Sunday, January 30, 2011
Living with Liseanne
It was 23 years ago today that she came kicking and hollering into the world. She was early. Two weeks early. Her father and I were just putting the finishing touches on the painted walls of her bedroom. We weren't in any hurry. Her sister had been 19 days late. We were pretty sure she would follow suit.
How silly. Really. Like we thought they'd be the same? That one would be just like the other. I doubt I've ever been so grateful for being so wrong in my life.
They are both unique. Both so different. Both so miraculous and shining and wonderful and beautiful and amazing. Exactly the way they are. Exactly as themselves. They are my daughters and today is the day we celebrate Liseanne's entry into the world.
It was on this day, 23 years ago, the wondrous and mysterious ride called "Living with Liseanne" began.
My water had broken earlier that morning. I hadn't said anything to their dad. I just sort of thought I'd wait.
Wait until what? my doctor had asked me later in the day when I'd called to tell him my water had broken.
Oh, I don't know. To see if I got any contractions. For the nurses strike to end.
The nurses had been on strike for two weeks. I didn't really want to deliver while the hospital was short staffed. Under stress. Under the blight of a strike.
And I'd wanted to see if maybe, just maybe this time my feminine powers would translate into real, just like the books said, birthing pains.
Nope. No such luck. Five hours after calling my doctor and his order that I 'get to the hospital', I was asleep and under the knife. Their dad was the first one to hold her. To see her. To witness her presence in this world.
Because of the strike I couldn't have an epidural and their father couldn't be in the operating room. But it didn't matter. There she was, perfect and beautiful and wondrous. Waiting to greet me when I awoke. Eyes wide. Arms outstretched. Looking around, curious and inquisitive and 'happy'.
Just as she's been waiting to greet me so many mornings of her life.
When she was little and still in her crib, I'd tiptoe into her room, just to see if she was awake, and there she would be sitting, wide eyed, looking around, a pre-verbal grin on her face, a gurgle of mirth escaping her lips. She'd stretch out her arms, I'd pick her up and she would laugh and squirm and want to be released to 'get on with her day'.
It is how she goes through life. Has always gone through life. Sensitive. Kind. Gentle and fierce. Protector of the underdog. Fighter for the downtrodden. And always eager to 'get on with her day'.
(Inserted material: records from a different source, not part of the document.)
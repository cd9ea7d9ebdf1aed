//! Configuration loading for trove.
//!
//! Sources are layered with [`figment`]: `config.toml`, `config.yaml` and
//! `config.json` from the platform configuration directory, in that order and
//! each optional, then environment variables prefixed with `TROVE_`. Nested keys
//! in environment variables are separated by `__` and single underscores stand
//! for dashes, so `TROVE_OUTPUT__PATH_RESTRICT=ascii` sets
//! `output.path-restrict`.
//!
//! ```toml
//! [output]
//! directory = ["{category}", "{user}"]
//! filename = { "width > 1000" = "{id}_large.{extension}", "" = "{id}.{extension}" }
//! archive = "~/.local/share/trove/archive.sqlite3"
//! skip = "enumerate"
//! ```

pub mod error;
mod output;

pub use crate::error::{Error, ErrorKind, Result};
pub use crate::output::{OutputConfig, RestrictConfig, Skip, TemplateConfig};
use directories::ProjectDirs;
use exn::{OptionExt, ResultExt};
use figment::Figment;
use figment::providers::{Env, Format, Json, Toml, Yaml};
use serde::Deserialize;
use std::path::Path;

pub const ENV_PREFIX: &str = "TROVE_";

#[derive(Debug, Clone, Default, PartialEq, Deserialize)]
#[serde(default, rename_all = "kebab-case")]
pub struct Config {
    pub output: OutputConfig,
}

impl Config {
    /// Configuration from the platform configuration directory and the
    /// environment.
    pub fn load() -> Result<Self> {
        Self::from_figment(Self::figment())
    }

    /// Configuration from a single file, picking the format from its
    /// extension. The environment still applies on top.
    pub fn from_file(path: impl AsRef<Path>) -> Result<Self> {
        let path = path.as_ref();
        if !path.is_file() {
            exn::bail!(ErrorKind::NotFound(path.to_path_buf()));
        }
        let extension = path
            .extension()
            .and_then(|extension| extension.to_str())
            .ok_or_raise(|| ErrorKind::UnsupportedFormat(path.to_path_buf()))?;
        let figment = match extension {
            "toml" => Figment::from(Toml::file_exact(path)),
            "yaml" | "yml" => Figment::from(Yaml::file_exact(path)),
            "json" => Figment::from(Json::file_exact(path)),
            _ => exn::bail!(ErrorKind::UnsupportedFormat(path.to_path_buf())),
        };
        tracing::debug!(path = %path.display(), "loading configuration file");
        Self::from_figment(figment.merge(env()))
    }

    pub fn from_figment(figment: Figment) -> Result<Self> {
        figment.extract().or_raise(|| ErrorKind::Extract)
    }

    /// The default layering of sources, for callers that want to add their
    /// own providers before extracting.
    pub fn figment() -> Figment {
        let mut figment = Figment::new();
        match ProjectDirs::from("", "", "trove") {
            Some(dirs) => {
                let dir = dirs.config_dir();
                tracing::debug!(dir = %dir.display(), "looking for configuration");
                figment = figment
                    .merge(Toml::file_exact(dir.join("config.toml")))
                    .merge(Yaml::file_exact(dir.join("config.yaml")))
                    .merge(Json::file_exact(dir.join("config.json")));
            },
            None => tracing::warn!("no home directory, only reading configuration from the environment"),
        }
        figment.merge(env())
    }
}

fn env() -> Env {
    Env::prefixed(ENV_PREFIX).map(|key| key.as_str().replace("__", ".").replace('_', "-").into())
}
She didn't like being held facing in. Always wanted to be looking out. She didn't like sitting in one spot for long, always wanted to check out the options, check out what was on the other side of that closed door.
It was always hard to keep up to Liseanne. She skipped crawling, rolled instead, as quickly as she could and then when she'd had enough of rolling, stood up and started running. Her sister used to worry all the time that she would get hurt. "Mum, stop her," she'd say. And I would smile and take a breath and say, "She's okay, honey. It's just her way of checking out the world."
It was her way.
And she's still doing it. Checking out the world. Running. Into life. Arms and heart wide open. Embracing everything that comes her way. Making life happen, her way.
It didn't really matter what life delivered, Liseanne would take it in her stride. Oh sure, sometimes, she faltered. Like when I was missing and she and her sister feared they'd never see me again. She was frightened and angry. Very, very angry. But the anger was nothing compared to her Love. Because, Lele, as we call her at home, forgave and let go and embraced me and said, I love you and has kept on loving and laughing and sharing the beauty of her spirit without restraint, without hesitation confident that no matter what happens in life, she is okay. She is a miraculous being of light, making the world alright for everyone.
Even when last year after she'd had a seizure and she was in hospital in Holland and I called and talked with her. "I'm okay mom. No sense coming over now. Ryan [her boyfriend] will be here next week. I'm okay."
And she is. Beyond okay. She is miraculous. Incredible. Amazing.
She is my youngest daughter. Fierce and loving. Wild and soft. She stands up when others would fall. She runs when others would crawl. She fights for what is right. She protects those who have been wronged. She laughs when others would cry. She loves when others would hate. She is kind and caring. Funny and witty. Sharp as a tack, she cuts through the bull and finds the gift in every situation showing others how to shine for themselves. She makes people laugh. Gives people permission to be themselves. To be their best because, for Liseanne, there is no other option in life. Being her best is why she's here.
It is her way.
Twenty-three years ago today, Liseanne burst into this world and began her journey of life. I am so blessed to be part of it, to share in the awe and joy of her life unfolding into wonder.
Happy Birthday Lele. You are a child of light, of love, of wonder. A Divine creation of amazing grace. Thank you for giving me the gift of being part of the amazing story of "Living with Liseanne".